impl<'a> SweepEngine<'a> {
    pub fn new(sites: &'a [Point], boundary: Size) -> Self {
        let events = sites
            .iter()
            .enumerate()
            .map(|(cell, site)| Event::site(cell, *site))
            .collect();

        Self {
            sites,
            extent: Extent::new(sites, boundary),
            beach: BeachLine::new(),
            events: PriorityQueue::from_items(events, true, event_order),
            circles: Vec::new(),
            edges: Vec::new(),
            half_edges: Vec::new(),
            sweep_line: 0.0,
            vertex_events: 0,
            state: SweepState::Idle,
        }
    }

    /// Run the sweep to completion
    pub fn run(mut self) -> SweepOutput {
        while self.step() != SweepState::Finished {}

        tracing::debug!(
            sites = self.sites.len(),
            edges = self.edges.len(),
            vertices = self.vertex_events,
            "sweep finished"
        );

        let output = SweepOutput {
            edges: self.edges,
            half_edges: self.half_edges,
            vertex_events: self.vertex_events,
        };
        if !output.all_closed() {
            tracing::warn!("sweep left open edges");
        }
        output
    }

    /// Process a single live event
    pub fn step(&mut self) -> SweepState {
        if self.state == SweepState::Finished {
            return self.state;
        }

        if let Some(event) = self.next_live_event() {
            self.state = SweepState::ProcessingEvent;
            self.sweep_line = event.point.y;
            match event.kind {
                EventKind::Site(cell) => {
                    tracing::trace!(cell, y = event.point.y, arcs = self.beach.len(), "site event");
                    self.add_site(cell);
                }
                EventKind::Circle(id) => {
                    tracing::trace!(id, y = event.point.y, "circle event");
                    self.remove_arc(id);
                }
            }
        }

        if self.events.is_empty() {
            self.finalize_edges();
            self.state = SweepState::Finished;
        } else {
            self.state = SweepState::Idle;
        }
        self.state
    }

    /// Pop events until one that is still meaningful comes up
    fn next_live_event(&mut self) -> Option<Event> {
        while let Some(event) = self.events.pop() {
            match event.kind {
                EventKind::Circle(id) if !self.circles[id].alive => continue,
                _ => return Some(event),
            }
        }
        None
    }

    fn add_site(&mut self, cell: usize) {
        let focus = self.sites[cell];
        if self.beach.is_empty() {
            self.beach.insert_root(Parabola::new(cell, focus));
            return;
        }

        let Some(found) = self.beach.find_arc_above(focus.x, self.sweep_line) else {
            return;
        };
        let arc = self.beach.arc(found).clone();

        if approx_eq(arc.focus.y, focus.y) {
            self.split_level(found, &arc, cell, focus);
            return;
        }

        let start = Point::new(focus.x, arc.y_for_x(focus.x, self.sweep_line));
        let left_edge = self.new_edge(start, (arc.cell, arc.focus), (cell, focus));
        let right_edge = self.new_edge(start, (cell, focus), (arc.cell, arc.focus));
        self.edges[left_edge].twin = Some(right_edge);
        self.edges[right_edge].twin = Some(left_edge);

        let mut left = Parabola::new(arc.cell, arc.focus);
        left.left_edge = arc.left_edge;
        left.right_edge = Some(left_edge);

        let mut middle = Parabola::new(cell, focus);
        middle.left_edge = Some(left_edge);
        middle.right_edge = Some(right_edge);

        let mut right = Parabola::new(arc.cell, arc.focus);
        right.left_edge = Some(right_edge);
        right.right_edge = arc.right_edge;

        let (l, _, r) = self.beach.split_three(found, left, middle, right);
        self.transfer_circle_event(&arc, l, r);

        // The split arc's cell meets itself across the new site, and the new
        // site's two rays meet at their shared start.
        let outer_left = self.edges[left_edge].half_of(arc.cell);
        let outer_right = self.edges[right_edge].half_of(arc.cell);
        edge::link(&mut self.half_edges, outer_left, outer_right);
        let inner_left = self.edges[left_edge].half_of(cell);
        let inner_right = self.edges[right_edge].half_of(cell);
        edge::link(&mut self.half_edges, inner_left, inner_right);

        self.check_circle_event(l);
        self.check_circle_event(r);
    }

    /// Split an arc whose focus sits on the sweep line next to the new site.
    /// Both arcs are still vertical rays, so the separating edge comes up from
    /// far below.
    fn split_level(&mut self, found: ArcId, arc: &Parabola, cell: usize, focus: Point) {
        let below = self.extent.min.y - self.extent.reach_from(self.extent.min);
        let start = Point::new((arc.focus.x + focus.x) / 2.0, below);

        let site_is_right = arc.focus.x < focus.x;
        let (left_side, right_side) = if site_is_right {
            ((arc.cell, arc.focus), (cell, focus))
        } else {
            ((cell, focus), (arc.cell, arc.focus))
        };
        let edge = self.new_edge(start, left_side, right_side);

        let mut left = Parabola::new(left_side.0, left_side.1);
        left.left_edge = arc.left_edge;
        left.right_edge = Some(edge);
        let mut right = Parabola::new(right_side.0, right_side.1);
        right.left_edge = Some(edge);
        right.right_edge = arc.right_edge;

        let (l, r) = self.beach.split(found, left, right);
        self.transfer_circle_event(arc, l, r);
        self.check_circle_event(l);
        self.check_circle_event(r);
    }

    /// Hand a split arc's pending circle event to the copy on the side of the
    /// circle's center.
    fn transfer_circle_event(&mut self, arc: &Parabola, left: ArcId, right: ArcId) {
        let Some(id) = arc.circle_event else {
            return;
        };
        if !self.circles[id].alive {
            return;
        }
        let target = if self.circles[id].circle.center.x > arc.focus.x {
            right
        } else {
            left
        };
        self.circles[id].arc = target;
        self.beach.arc_mut(target).circle_event = Some(id);
    }

    fn remove_arc(&mut self, id: CircleId) {
        let CircleEvent { circle, arc, alive } = self.circles[id];
        if !alive || !self.beach.arc(arc).alive {
            return;
        }
        self.circles[id].alive = false;
        self.beach.arc_mut(arc).circle_event = None;

        let (Some(left), Some(right)) = (self.beach.arc_to_left(arc), self.beach.arc_to_right(arc))
        else {
            return;
        };

        let center = circle.center;
        let middle = self.beach.arc(arc).clone();
        let (left_cell, left_focus) = (self.beach.arc(left).cell, self.beach.arc(left).focus);
        let (right_cell, right_focus) = (self.beach.arc(right).cell, self.beach.arc(right).focus);

        if let Some(e) = middle.left_edge {
            self.edges[e].close(center);
        }
        if let Some(e) = middle.right_edge {
            self.edges[e].close(center);
        }

        let new_edge = self.new_edge(center, (left_cell, left_focus), (right_cell, right_focus));
        self.beach.arc_mut(left).right_edge = Some(new_edge);
        self.beach.arc_mut(right).left_edge = Some(new_edge);

        if let (Some(a), Some(b)) = (middle.left_edge, middle.right_edge) {
            let ha = self.edges[a].half_of(middle.cell);
            let hb = self.edges[b].half_of(middle.cell);
            edge::link(&mut self.half_edges, ha, hb);
        }
        if let Some(a) = middle.left_edge {
            let ha = self.edges[a].half_of(left_cell);
            let hn = self.edges[new_edge].half_of(left_cell);
            edge::link(&mut self.half_edges, ha, hn);
        }
        if let Some(b) = middle.right_edge {
            let hb = self.edges[b].half_of(right_cell);
            let hn = self.edges[new_edge].half_of(right_cell);
            edge::link(&mut self.half_edges, hb, hn);
        }

        self.beach.remove(arc);
        self.vertex_events += 1;

        self.check_circle_event(left);
        self.check_circle_event(right);
    }

    /// Recompute the circle event of arc `id` from its current neighbors
    fn check_circle_event(&mut self, id: ArcId) {
        let candidate = self.circle_for(id);
        let existing = self
            .beach
            .arc(id)
            .circle_event
            .filter(|&c| self.circles[c].alive);

        match (candidate, existing) {
            (Some(circle), Some(current)) if self.circles[current].circle.approx_eq(&circle) => {}
            (candidate, existing) => {
                if let Some(current) = existing {
                    self.circles[current].alive = false;
                }
                self.beach.arc_mut(id).circle_event = None;

                if let Some(circle) = candidate {
                    let event_id = self.circles.len();
                    self.circles.push(CircleEvent {
                        circle,
                        arc: id,
                        alive: true,
                    });
                    self.beach.arc_mut(id).circle_event = Some(event_id);
                    self.events.push(Event::circle(event_id, circle.top()));
                }
            }
        }
    }

    /// The circle at which arc `id` would vanish, if its neighbors converge
    fn circle_for(&self, id: ArcId) -> Option<Circle> {
        let left = self.beach.arc_to_left(id)?;
        let right = self.beach.arc_to_right(id)?;
        let (l, m, r) = (self.beach.arc(left), self.beach.arc(id), self.beach.arc(right));
        if l.cell == r.cell {
            return None;
        }

        let circle = Circle::through(l.focus, m.focus, r.focus)?;
        if cross(m.focus - l.focus, r.focus - m.focus) <= 0.0 {
            return None;
        }
        if circle.top().y < self.sweep_line - EPSILON {
            return None;
        }

        for edge in [m.left_edge?, m.right_edge?] {
            let edge = &self.edges[edge];
            let dir_len = edge.direction.length();
            if (circle.center - edge.start).dot(edge.direction) < -EPSILON * dir_len {
                return None;
            }
        }
        Some(circle)
    }

    /// Extend every open edge along its direction beyond the extent
    fn finalize_edges(&mut self) {
        for edge in self.edges.iter_mut().filter(|e| !e.has_set_end()) {
            let reach = self.extent.reach_from(edge.start);
            let end = if approx_eq(edge.direction.x, 0.0) {
                Point::new(edge.start.x, edge.start.y + edge.direction.y.signum() * reach)
            } else {
                edge.start + edge.direction.normalize() * reach
            };
            edge.close(end);
        }
    }

    fn new_edge(&mut self, start: Point, left: (usize, Point), right: (usize, Point)) -> EdgeId {
        let id = self.edges.len();
        let halves: [HalfEdgeId; 2] = [self.half_edges.len(), self.half_edges.len() + 1];
        self.half_edges.push(HalfEdge {
            owner: left.0,
            edge: id,
            links: Vec::new(),
        });
        self.half_edges.push(HalfEdge {
            owner: right.0,
            edge: id,
            links: Vec::new(),
        });
        self.edges.push(Edge::new(start, left, right, halves));
        id
    }
}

■ ■ ■ ■

Your assignment: Everything from the line with "arc.focus), (cell, focus));" through the line with "left.right_edge = Some(left_edge);" should be written out exactly as it appears above, end lines included, and nothing outside that range.

The completed task:
        let left_edge = self.new_edge(start, (arc.cell, arc.focus), (cell, focus));
        let right_edge = self.new_edge(start, (cell, focus), (arc.cell, arc.focus));
        self.edges[left_edge].twin = Some(right_edge);
        self.edges[right_edge].twin = Some(left_edge);

        let mut left = Parabola::new(arc.cell, arc.focus);
        left.left_edge = arc.left_edge;
        left.right_edge = Some(left_edge);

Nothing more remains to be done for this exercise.